Return exactly the lines of the records below, starting at the line that contains "filename crates/memobot-bot/src/lib.rs" and ending at the line that contains "chat commands, dispatches", with both of those lines kept.
★ ★ ★ ★ ★
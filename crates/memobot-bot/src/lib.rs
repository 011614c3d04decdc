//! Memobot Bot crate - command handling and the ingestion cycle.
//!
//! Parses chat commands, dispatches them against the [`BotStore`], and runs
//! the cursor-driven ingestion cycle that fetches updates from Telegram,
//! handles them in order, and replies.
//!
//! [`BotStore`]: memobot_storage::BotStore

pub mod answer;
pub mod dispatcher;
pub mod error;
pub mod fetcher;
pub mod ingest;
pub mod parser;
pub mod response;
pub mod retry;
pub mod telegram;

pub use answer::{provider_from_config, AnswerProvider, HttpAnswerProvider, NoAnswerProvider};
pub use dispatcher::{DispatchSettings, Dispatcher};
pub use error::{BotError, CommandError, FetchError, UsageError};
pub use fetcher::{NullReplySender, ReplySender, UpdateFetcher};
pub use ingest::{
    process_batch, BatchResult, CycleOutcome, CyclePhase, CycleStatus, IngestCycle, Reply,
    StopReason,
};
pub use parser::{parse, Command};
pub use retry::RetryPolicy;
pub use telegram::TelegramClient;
★ ★ ★ ★ ★
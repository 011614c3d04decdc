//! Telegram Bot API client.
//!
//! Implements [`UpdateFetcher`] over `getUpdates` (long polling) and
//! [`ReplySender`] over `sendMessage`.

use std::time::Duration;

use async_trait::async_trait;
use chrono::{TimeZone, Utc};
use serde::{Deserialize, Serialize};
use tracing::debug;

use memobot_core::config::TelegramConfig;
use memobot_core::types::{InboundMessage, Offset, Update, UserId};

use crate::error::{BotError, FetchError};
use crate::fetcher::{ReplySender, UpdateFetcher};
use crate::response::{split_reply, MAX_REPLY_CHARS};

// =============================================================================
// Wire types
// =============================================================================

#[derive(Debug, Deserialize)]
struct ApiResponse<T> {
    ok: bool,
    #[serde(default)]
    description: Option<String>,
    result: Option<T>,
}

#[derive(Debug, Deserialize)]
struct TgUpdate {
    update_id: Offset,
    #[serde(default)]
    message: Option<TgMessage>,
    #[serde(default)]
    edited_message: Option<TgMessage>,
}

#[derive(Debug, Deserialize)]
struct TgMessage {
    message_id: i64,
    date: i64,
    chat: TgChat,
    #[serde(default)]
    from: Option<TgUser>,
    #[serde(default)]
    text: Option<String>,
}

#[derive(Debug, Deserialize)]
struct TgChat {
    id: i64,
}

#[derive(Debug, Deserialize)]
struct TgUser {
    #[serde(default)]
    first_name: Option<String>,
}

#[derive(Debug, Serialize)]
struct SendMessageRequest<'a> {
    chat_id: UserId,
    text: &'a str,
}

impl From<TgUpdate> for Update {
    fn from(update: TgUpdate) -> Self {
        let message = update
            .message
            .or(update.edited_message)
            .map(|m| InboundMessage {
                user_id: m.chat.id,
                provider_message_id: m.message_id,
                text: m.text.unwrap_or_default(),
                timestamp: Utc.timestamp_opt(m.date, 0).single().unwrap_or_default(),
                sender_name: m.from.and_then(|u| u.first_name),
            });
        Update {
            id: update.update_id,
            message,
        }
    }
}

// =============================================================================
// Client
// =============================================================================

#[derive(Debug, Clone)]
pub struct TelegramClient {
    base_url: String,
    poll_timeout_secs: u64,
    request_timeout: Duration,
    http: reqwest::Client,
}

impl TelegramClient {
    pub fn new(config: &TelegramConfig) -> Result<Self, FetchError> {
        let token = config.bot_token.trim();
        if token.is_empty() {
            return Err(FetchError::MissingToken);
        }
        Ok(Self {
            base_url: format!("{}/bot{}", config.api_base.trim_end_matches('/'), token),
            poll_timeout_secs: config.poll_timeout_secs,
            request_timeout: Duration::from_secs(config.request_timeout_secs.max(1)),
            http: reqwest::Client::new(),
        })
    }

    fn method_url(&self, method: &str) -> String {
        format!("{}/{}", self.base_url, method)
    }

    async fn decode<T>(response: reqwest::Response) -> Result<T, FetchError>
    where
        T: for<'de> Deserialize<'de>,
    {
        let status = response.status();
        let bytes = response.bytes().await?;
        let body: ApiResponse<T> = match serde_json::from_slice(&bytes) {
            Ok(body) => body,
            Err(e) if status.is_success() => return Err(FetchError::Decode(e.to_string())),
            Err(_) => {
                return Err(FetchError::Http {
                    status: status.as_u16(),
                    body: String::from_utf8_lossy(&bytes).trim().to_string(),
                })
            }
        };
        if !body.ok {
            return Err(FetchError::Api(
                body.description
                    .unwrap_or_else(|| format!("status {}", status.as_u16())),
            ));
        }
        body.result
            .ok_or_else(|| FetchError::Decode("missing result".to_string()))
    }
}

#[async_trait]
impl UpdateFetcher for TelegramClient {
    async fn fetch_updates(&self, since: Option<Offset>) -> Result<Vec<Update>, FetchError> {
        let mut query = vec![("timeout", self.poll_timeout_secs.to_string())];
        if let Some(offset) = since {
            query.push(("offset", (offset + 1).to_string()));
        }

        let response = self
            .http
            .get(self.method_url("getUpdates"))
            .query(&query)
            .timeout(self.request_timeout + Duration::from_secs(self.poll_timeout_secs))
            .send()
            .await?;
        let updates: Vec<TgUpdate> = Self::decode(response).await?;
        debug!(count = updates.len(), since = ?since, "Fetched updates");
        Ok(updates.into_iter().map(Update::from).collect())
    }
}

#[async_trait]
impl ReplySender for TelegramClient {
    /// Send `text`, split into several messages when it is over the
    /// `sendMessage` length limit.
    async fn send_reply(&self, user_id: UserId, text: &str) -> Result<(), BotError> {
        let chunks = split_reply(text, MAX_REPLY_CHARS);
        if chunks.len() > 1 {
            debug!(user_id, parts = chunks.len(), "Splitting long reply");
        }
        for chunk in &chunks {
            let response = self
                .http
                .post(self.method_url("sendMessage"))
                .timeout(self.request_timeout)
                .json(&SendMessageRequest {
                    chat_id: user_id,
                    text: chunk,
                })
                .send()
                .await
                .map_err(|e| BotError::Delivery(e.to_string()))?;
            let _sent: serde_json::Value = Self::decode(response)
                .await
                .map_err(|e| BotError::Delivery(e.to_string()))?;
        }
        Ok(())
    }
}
★ ★ ★ ★ ★
#### Reply to the task:
filename crates/memobot-bot/src/lib.rs
repository 011614c3d04decdc
//! Memobot Bot crate - command handling and the ingestion cycle.
//!
//! Parses chat commands, dispatches them against the [`BotStore`], and runs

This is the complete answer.